En vertu de la loi de 1905, et la Libre Pensée tient à le rappeler solennellement, les musulmans ont un droit absolu à se doter des moyens pour avoir des lieux de culte et d’y exercer les pratiques liées à ce culte – dans le respect de la loi. A Vannes comme ailleurs.

 La loi, c’est la laïcité, c’est la liberté de conscience pour tous qui permet à chacun d’appartenir à la religion de son choix, d’en changer ou d’être agnostique ou athée. La laïcité c’est donc l’indépendance totale de l’État vis-à-vis des religions mais c’est aussi l’indépendance totale des religions vis-à-vis de l’État. Or, c’est là que le bât blesse dans l’affaire de la mosquée de Vannes. En prétendant « piloter » les démarches de certains musulmans, le maire de Vannes a franchi cette ligne de démarcation simple : pas d’ingérence dans les affaires d’une religion.

On  constate que la prétention de constituer un « Islam de France », réaffirmé par divers responsables politiques, nationaux ou locaux, de très diverses appartenances, est précisément l’inverse de la laïcité. Sous le prétexte « d’aider » les musulmans ne se cache-t-il pas une volonté de mise sous tutelle des musulmans en France, que ce soit au niveau local ou national ?

S'agit-il , en fait, de constituer une première "Église d’État", l'Islam dans ce cas, au compte de l'église catholique qui attend l'extension du Concordat d'Alsace-Moselle à l'ensemble de la République ?

Et alors qu’on connaît par ailleurs la réalité de la politique menée par les gouvernements successifs qui ont prétendu constituer cet « Islam de France » en sous-traitant, aujourd’hui encore, la gestion de ce culte avec des gouvernements étrangers, principalement mais non exclusivement, l’Algérie et le Maroc.

La Libre Pensée le réaffirme solennellement : les citoyens français musulmans sont des citoyens comme les autres, à égalité de droits et de devoirs.
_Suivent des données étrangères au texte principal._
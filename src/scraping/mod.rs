pub mod browser;
pub mod browser_manager;
pub mod http;
pub mod listing;
pub mod page;

pub use browser::BrowserListing;
pub use http::HttpListing;
pub use listing::ListingDocument;
pub use page::{ListingPage, ListingSource};
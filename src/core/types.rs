use serde::{Deserialize, Serialize};

/// Unix timestamp of an article, as read from the listing.
///
/// The scraper never produces `Unparsed`, but validation input can come from
/// anywhere, so the raw text is kept for diagnostics.
#[derive(Debug, Clone, PartialEq, Eq, Serialize, Deserialize)]
#[serde(rename_all = "snake_case")]
pub enum Timestamp {
    Unix(i64),
    Unparsed(String),
}

impl Timestamp {
    /// Parse an age attribute such as `"2024-05-01T12:00:00 1714564800"`.
    ///
    /// The Unix seconds are the second whitespace-separated token.
    pub fn from_age_attribute(raw: &str) -> Self {
        match raw.split_whitespace().nth(1).map(str::parse::<i64>) {
            Some(Ok(secs)) if secs > 0 => Timestamp::Unix(secs),
            _ => Timestamp::Unparsed(raw.to_string()),
        }
    }

    /// Seconds since epoch, only when usable for comparison (parsed and > 0).
    pub fn as_unix(&self) -> Option<i64> {
        match self {
            Timestamp::Unix(secs) if *secs > 0 => Some(*secs),
            _ => None,
        }
    }

    pub fn is_valid(&self) -> bool {
        self.as_unix().is_some()
    }
}

impl std::fmt::Display for Timestamp {
    fn fmt(&self, f: &mut std::fmt::Formatter<'_>) -> std::fmt::Result {
        match self {
            Timestamp::Unix(secs) => write!(f, "{}", secs),
            Timestamp::Unparsed(raw) => write!(f, "{:?} (unparsed)", raw),
        }
    }
}

/// One scraped listing entry.
#[derive(Debug, Clone, PartialEq, Eq, Serialize, Deserialize)]
pub struct Article {
    /// Rank shown on the page at scrape time. Not used for ordering.
    pub observed_order: u32,
    pub title: String,
    pub timestamp: Timestamp,
}

impl Article {
    pub fn new(observed_order: u32, title: impl Into<String>, unix_secs: i64) -> Self {
        Self {
            observed_order,
            title: title.into(),
            timestamp: Timestamp::Unix(unix_secs),
        }
    }
}

/// Raw ranked row as found on a listing page, before validation.
#[derive(Debug, Clone, Default, PartialEq, Eq, Serialize, Deserialize)]
pub struct ListingItem {
    pub rank: String,
    pub title: String,
    /// Age attribute of the row's metadata line; `None` when missing.
    pub age: Option<String>,
}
Ils ont le droit de bénéficier de l’extraordinaire liberté que leur garantit la loi de 1905, de prendre par eux-mêmes les conseils appropriés et d’adapter eux-mêmes leur organisation aux cadres de la loi française. Bref, de décider par eux-mêmes. L’islam existe depuis plus de 100 ans comme culte significatif en France.  Bien des citoyens musulmans, comme beaucoup de protestants ou de juifs et même de catholiques, en dépit de leur hiérarchie ont approuvé la loi de 1905 et certains de leurs représentants au Parlement l’ont votée. 

La Laïcité est pour tous et elle a vocation à être approuvée par tous, dans le respect de la démocratie. Ce n’est pas le  « vivre-ensemble » chacun dans sa communauté qui ne peut qu’aboutir, à terme, à des affrontements d’un autre temps. C'est le "vivre-ensemble" démocratique, fraternel dans la République: la séparation de la sphère publique du citoyen étant bien délimitée de la sphère privée des convictions personnelles particulières.
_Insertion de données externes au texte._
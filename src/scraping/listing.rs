//! Read-only view over one rendered listing page.
//!
//! `scraper::Html` is not `Send`, so the document keeps the raw markup and
//! parses it inside each call. Nothing parsed outlives the call, which keeps
//! drivers usable across `.await` points.

use anyhow::{anyhow, Result};
use scraper::{ElementRef, Html, Selector};

use crate::core::config::Locators;
use crate::types::ListingItem;

#[derive(Debug, Clone)]
pub struct ListingDocument {
    url: String,
    html: String,
}

fn selector(css: &str) -> Result<Selector> {
    Selector::parse(css).map_err(|e| anyhow!("invalid selector {:?}: {}", css, e))
}

fn collapse_ws(text: &str) -> String {
    text.split_whitespace().collect::<Vec<_>>().join(" ")
}

fn element_text(el: ElementRef<'_>) -> String {
    collapse_ws(&el.text().collect::<Vec<_>>().join(" "))
}

impl ListingDocument {
    pub fn new(url: impl Into<String>, html: impl Into<String>) -> Self {
        Self {
            url: url.into(),
            html: html.into(),
        }
    }

    pub fn url(&self) -> &str {
        &self.url
    }

    pub fn html(&self) -> &str {
        &self.html
    }

    fn parse(&self) -> Html {
        Html::parse_document(&self.html)
    }

    /// Contents of `<title>`, whitespace-collapsed.
    pub fn title(&self) -> String {
        let doc = self.parse();
        let Ok(sel) = selector("title") else {
            return String::new();
        };
        doc.select(&sel).next().map(element_text).unwrap_or_default()
    }

    pub fn count_of(&self, css: &str) -> Result<usize> {
        let sel = selector(css)?;
        Ok(self.parse().select(&sel).count())
    }

    pub fn contains(&self, css: &str) -> Result<bool> {
        Ok(self.count_of(css)? > 0)
    }

    /// Text of the `index`-th match, `None` when there are fewer matches.
    pub fn read_text(&self, css: &str, index: usize) -> Result<Option<String>> {
        let sel = selector(css)?;
        Ok(self.parse().select(&sel).nth(index).map(element_text))
    }

    /// Attribute of the `index`-th match.
    pub fn read_attribute(&self, css: &str, index: usize, name: &str) -> Result<Option<String>> {
        let sel = selector(css)?;
        Ok(self
            .parse()
            .select(&sel)
            .nth(index)
            .and_then(|el| el.value().attr(name).map(str::to_string)))
    }

    /// Raw `href` of the pagination link.
    pub fn more_href(&self, locators: &Locators) -> Result<Option<String>> {
        self.read_attribute(&locators.more, 0, "href")
    }

    /// Every article row, in display order.
    ///
    /// The timestamp lives in the metadata row that follows each article row,
    /// so the age element is looked up in the next sibling `<tr>`.
    pub fn listing_items(&self, locators: &Locators) -> Result<Vec<ListingItem>> {
        let sel_article = selector(&locators.article)?;
        let sel_rank = selector(&locators.rank)?;
        let sel_title = selector(&locators.title)?;
        let sel_age = selector(&locators.age)?;

        let doc = self.parse();
        let items = doc
            .select(&sel_article)
            .map(|row| {
                let rank = row.select(&sel_rank).next().map(element_text).unwrap_or_default();
                let title = row.select(&sel_title).next().map(element_text).unwrap_or_default();
                let age = row
                    .next_siblings()
                    .filter_map(ElementRef::wrap)
                    .find(|el| el.value().name() == "tr")
                    .and_then(|meta| meta.select(&sel_age).next())
                    .and_then(|age| age.value().attr(&locators.age_attribute))
                    .map(str::to_string);
                ListingItem { rank, title, age }
            })
            .collect();
        Ok(items)
    }
}
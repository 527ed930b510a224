//! Headless Chromium driver for the listing checks.

use std::path::PathBuf;

use anyhow::{anyhow, Result};
use async_trait::async_trait;
use chromiumoxide::cdp::browser_protocol::page::CaptureScreenshotFormat;
use chromiumoxide::page::ScreenshotParams;
use chromiumoxide::{Browser, Page};
use tokio::task::JoinHandle;
use tracing::{debug, info, warn};

use super::browser_manager;
use super::listing::ListingDocument;
use super::page::ListingPage;
use crate::core::config::{Locators, PageSettle};

const VIEWPORT_WIDTH: u32 = 1280;
const VIEWPORT_HEIGHT: u32 = 900;

pub struct BrowserListing {
    browser: Browser,
    page: Page,
    handler: JoinHandle<()>,
    screenshots_dir: Option<PathBuf>,
    settle: PageSettle,
}

impl BrowserListing {
    /// Launch a browser with one blank tab. `settle` bounds the wait after
    /// each navigation and click.
    pub async fn launch(screenshots_dir: Option<PathBuf>, settle: PageSettle) -> Result<Self> {
        let (browser, handler) =
            browser_manager::launch_headless(VIEWPORT_WIDTH, VIEWPORT_HEIGHT).await?;
        let page = match browser.new_page("about:blank").await {
            Ok(page) => page,
            Err(e) => {
                handler.abort();
                return Err(anyhow!("Failed to open tab: {}", e));
            }
        };
        Ok(Self {
            browser,
            page,
            handler,
            screenshots_dir,
            settle,
        })
    }

    async fn current_url(&self) -> String {
        self.page
            .url()
            .await
            .ok()
            .flatten()
            .unwrap_or_else(|| "about:blank".to_string())
    }
}

/// JS expression: does `selector` match an element with a non-empty box that
/// is not hidden by style?
fn visibility_script(selector: &str) -> Result<String> {
    let quoted = serde_json::to_string(selector)?;
    Ok(format!(
        r#"(() => {{
  const el = document.querySelector({quoted});
  if (!el) return false;
  const rect = el.getBoundingClientRect();
  const style = window.getComputedStyle(el);
  return rect.width > 0 && rect.height > 0
    && style.visibility !== 'hidden' && style.display !== 'none';
}})()"#
    ))
}

#[async_trait]
impl ListingPage for BrowserListing {
    async fn navigate(&mut self, url: &str) -> Result<()> {
        debug!("navigate: {}", url);
        self.page
            .goto(url)
            .await
            .map_err(|e| anyhow!("Failed to navigate to {}: {}", url, e))?;
        browser_manager::wait_until_stable(&self.page, self.settle).await
    }

    async fn snapshot(&mut self) -> Result<ListingDocument> {
        let html = self
            .page
            .content()
            .await
            .map_err(|e| anyhow!("Failed to read page content: {}", e))?;
        Ok(ListingDocument::new(self.current_url().await, html))
    }

    async fn click_more(&mut self, locators: &Locators) -> Result<()> {
        let link = self
            .page
            .find_element(locators.more.as_str())
            .await
            .map_err(|e| anyhow!("pagination link {:?} not found: {}", locators.more, e))?;
        link.click()
            .await
            .map_err(|e| anyhow!("Failed to click pagination link: {}", e))?;
        self.page
            .wait_for_navigation()
            .await
            .map_err(|e| anyhow!("Navigation after click failed: {}", e))?;
        browser_manager::wait_until_stable(&self.page, self.settle).await
    }

    async fn is_visible(&mut self, selector: &str) -> Result<bool> {
        let visible = self
            .page
            .evaluate(visibility_script(selector)?)
            .await
            .map_err(|e| anyhow!("visibility check for {:?} failed: {}", selector, e))?
            .into_value::<bool>()
            .map_err(|e| anyhow!("visibility check returned a non-boolean: {}", e))?;
        Ok(visible)
    }

    async fn capture_screenshot(&mut self, label: &str) -> Result<Option<PathBuf>> {
        let Some(dir) = self.screenshots_dir.clone() else {
            return Ok(None);
        };

        let bytes = self
            .page
            .screenshot(
                ScreenshotParams::builder()
                    .format(CaptureScreenshotFormat::Png)
                    .full_page(true)
                    .build(),
            )
            .await
            .map_err(|e| anyhow!("screenshot capture failed: {}", e))?;

        tokio::fs::create_dir_all(&dir)
            .await
            .map_err(|e| anyhow!("failed to create {}: {}", dir.display(), e))?;
        let path = dir.join(format!(
            "newest-articles-{}-{}.png",
            chrono::Utc::now().timestamp_millis(),
            label
        ));
        tokio::fs::write(&path, &bytes)
            .await
            .map_err(|e| anyhow!("failed to write {}: {}", path.display(), e))?;

        info!("screenshot: {} bytes → {}", bytes.len(), path.display());
        Ok(Some(path))
    }

    async fn close(&mut self) -> Result<()> {
        if let Err(e) = self.browser.close().await {
            warn!("Browser close error (non-fatal): {}", e);
        }
        self.handler.abort();
        Ok(())
    }
}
Il est du devoir de l’État et des collectivités locales d’accueillir les demandes des musulmans dans la plus stricte neutralité. C’est ce que la Libre pensée entend faire comprendre à tous, y compris à la municipalité de Vannes, avec laquelle elle attend une rencontre prochaine.

La Libre Pensée dénonce par avance toute tentative d’instrumentaliser sa position dans le sens des dérives « anti-islamiques » qui se multiplient ici et là, y compris, bien sûr, chez les tenants de la fabrication d’un « Islam de France ».
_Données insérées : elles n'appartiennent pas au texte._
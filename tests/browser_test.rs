mod common;

use newest_order::config::PageSettle;
use newest_order::scraping::browser_manager;
use newest_order::{BrowserListing, ListingPage};

fn data_url(html: &str) -> String {
    let encoded =
        percent_encoding::utf8_percent_encode(html, percent_encoding::NON_ALPHANUMERIC);
    format!("data:text/html,{}", encoded)
}

#[tokio::test]
async fn test_browser_reads_rendered_listing() {
    common::init_logger();
    if browser_manager::find_chrome_executable().is_none() {
        tracing::warn!("no browser installed, skipping");
        return;
    }
    let mut listing = match BrowserListing::launch(None, PageSettle::default()).await {
        Ok(l) => l,
        Err(e) => {
            // Sandboxed CI often cannot start Chromium.
            tracing::warn!("browser launch failed: {}", e);
            return;
        }
    };

    let url = data_url(&common::listing_html(1, &[20, 10], None));
    if listing.navigate(&url).await.is_ok() {
        let doc = listing.snapshot().await.unwrap();
        assert_eq!(doc.count_of(".submission").unwrap(), 2);
        assert!(listing.is_visible(".submission").await.unwrap());
        assert!(!listing.is_visible(".morelink").await.unwrap());
    }
    listing.close().await.unwrap();
}
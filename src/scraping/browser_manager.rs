//! Native browser management using `chromiumoxide`.
//!
//! This module is the single place that knows how to:
//! * find a usable browser executable (Chrome → Chromium → Brave, cross-platform);
//! * build a headless `BrowserConfig`;
//! * launch a browser and keep its CDP handler running;
//! * wait for a page to settle after navigation.

use anyhow::{anyhow, Result};
use chromiumoxide::browser::BrowserConfig;
use chromiumoxide::handler::viewport::Viewport;
use chromiumoxide::{Browser, Page};
use futures::StreamExt;
use std::path::{Path, PathBuf};
use std::time::{Duration, Instant};
use tokio::task::JoinHandle;
use tracing::{debug, info, warn};

use crate::core::config::PageSettle;

pub const ENV_CHROME_EXECUTABLE: &str = "CHROME_EXECUTABLE";

const DESKTOP_USER_AGENT: &str = "Mozilla/5.0 (X11; Linux x86_64) AppleWebKit/537.36 (KHTML, like Gecko) Chrome/131.0.0.0 Safari/537.36";

// ── Browser executable discovery ─────────────────────────────────────────────

/// Executable names looked up on `PATH`, most preferred first.
const PATH_NAMES: &[&str] = &[
    "google-chrome",
    "chromium",
    "chromium-browser",
    "chrome",
    "brave-browser",
];

#[cfg(target_os = "linux")]
const INSTALL_PATHS: &[&str] = &[
    "/usr/bin/google-chrome",
    "/usr/bin/chromium",
    "/usr/bin/chromium-browser",
    "/snap/bin/chromium",
];

#[cfg(target_os = "macos")]
const INSTALL_PATHS: &[&str] = &[
    "/Applications/Google Chrome.app/Contents/MacOS/Google Chrome",
    "/Applications/Chromium.app/Contents/MacOS/Chromium",
];

#[cfg(target_os = "windows")]
const INSTALL_PATHS: &[&str] = &[
    r"C:\Program Files\Google\Chrome\Application\chrome.exe",
    r"C:\Program Files (x86)\Microsoft\Edge\Application\msedge.exe",
];

#[cfg(not(any(target_os = "linux", target_os = "macos", target_os = "windows")))]
const INSTALL_PATHS: &[&str] = &[];

/// Find a Chromium-family executable: `CHROME_EXECUTABLE`, then `PATH`,
/// then the platform's usual install locations.
pub fn find_chrome_executable() -> Option<PathBuf> {
    let from_env = std::env::var_os(ENV_CHROME_EXECUTABLE)
        .map(PathBuf::from)
        .filter(|p| p.is_file());

    let on_path = || {
        let path_var = std::env::var_os("PATH")?;
        std::env::split_paths(&path_var)
            .flat_map(|dir| PATH_NAMES.iter().map(move |name| dir.join(name)))
            .find(|p| p.is_file())
    };

    let installed = || {
        INSTALL_PATHS
            .iter()
            .map(PathBuf::from)
            .find(|p| p.is_file())
    };

    from_env.or_else(on_path).or_else(installed)
}

// ── Headless browser config builder ──────────────────────────────────────────

/// Build a `BrowserConfig` for headless operation.
///
/// `--no-sandbox` and `--disable-dev-shm-usage` keep Chromium usable in CI
/// containers.
pub fn build_headless_config(exe: &Path, width: u32, height: u32) -> Result<BrowserConfig> {
    BrowserConfig::builder()
        .chrome_executable(exe)
        .viewport(Viewport {
            width,
            height,
            device_scale_factor: Some(1.0),
            emulating_mobile: false,
            is_landscape: true,
            has_touch: false,
        })
        .window_size(width, height)
        .arg("--disable-gpu")
        .arg("--no-sandbox")
        .arg("--disable-setuid-sandbox")
        .arg("--disable-dev-shm-usage")
        .arg("--disable-extensions")
        .arg("--disable-background-networking")
        .arg("--disable-sync")
        .arg("--disable-translate")
        .arg("--no-first-run")
        .arg("--no-default-browser-check")
        .arg("--hide-scrollbars")
        .arg("--mute-audio")
        .arg(format!("--user-agent={}", DESKTOP_USER_AGENT))
        .build()
        .map_err(|e| anyhow!("Failed to build browser config: {}", e))
}

/// Launch a headless browser and spawn the task driving its CDP connection.
///
/// Abort the returned handle after closing the browser.
pub async fn launch_headless(width: u32, height: u32) -> Result<(Browser, JoinHandle<()>)> {
    let exe = find_chrome_executable().ok_or_else(|| {
        anyhow!(
            "No browser found. Install Chrome, Chromium or Brave, or set {} to its path.",
            ENV_CHROME_EXECUTABLE
        )
    })?;

    info!("launching headless browser ({}) @ {}x{}", exe.display(), width, height);
    let config = build_headless_config(&exe, width, height)?;

    let (browser, mut handler) = Browser::launch(config)
        .await
        .map_err(|e| anyhow!("Failed to launch browser ({}): {}", exe.display(), e))?;

    let handle = tokio::spawn(async move {
        while let Some(event) = handler.next().await {
            if let Err(e) = event {
                warn!("CDP handler error: {}", e);
            }
        }
    });

    Ok((browser, handle))
}

// ── Settle wait ──────────────────────────────────────────────────────────────

/// `[readyState === "complete", number of loaded resources]` in one round trip.
const LOAD_STATE_JS: &str =
    "[document.readyState === 'complete', performance.getEntriesByType('resource').length]";

async fn load_state(page: &Page) -> Option<(bool, u64)> {
    page.evaluate(LOAD_STATE_JS)
        .await
        .ok()?
        .into_value::<(bool, u64)>()
        .ok()
}

/// Poll until the document is complete and no new resources have loaded for
/// `settle.quiet`, giving up after `settle.timeout`. Never fails: a page that
/// keeps loading is read as-is.
pub async fn wait_until_stable(page: &Page, settle: PageSettle) -> Result<()> {
    const POLL: Duration = Duration::from_millis(100);
    let deadline = Instant::now() + settle.timeout;
    let mut last: Option<(u64, Instant)> = None;

    while Instant::now() < deadline {
        match load_state(page).await {
            Some((true, count)) => match last {
                Some((seen, since)) if seen == count => {
                    if since.elapsed() >= settle.quiet {
                        debug!("page settled with {} resources", count);
                        return Ok(());
                    }
                }
                _ => last = Some((count, Instant::now())),
            },
            _ => last = None,
        }
        tokio::time::sleep(POLL).await;
    }

    debug!("page still loading after {:?}; reading it anyway", settle.timeout);
    Ok(())
}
La Libre Pensée, qui est la plus vieille association de France (1848) est aussi, pratiquement la seule organisation en France, qui ait dénoncé les récentes mesures pour mettre sous tutelle la liberté des musulmans.

A la municipalité de Vannes, à l’opinion publique comme tout particulièrement aux citoyens musulmans de Vannes, la Libre Pensée n’a qu’un seul et même message à délivrer :  Liberté, Égalité, Fraternité… donc Laïcité.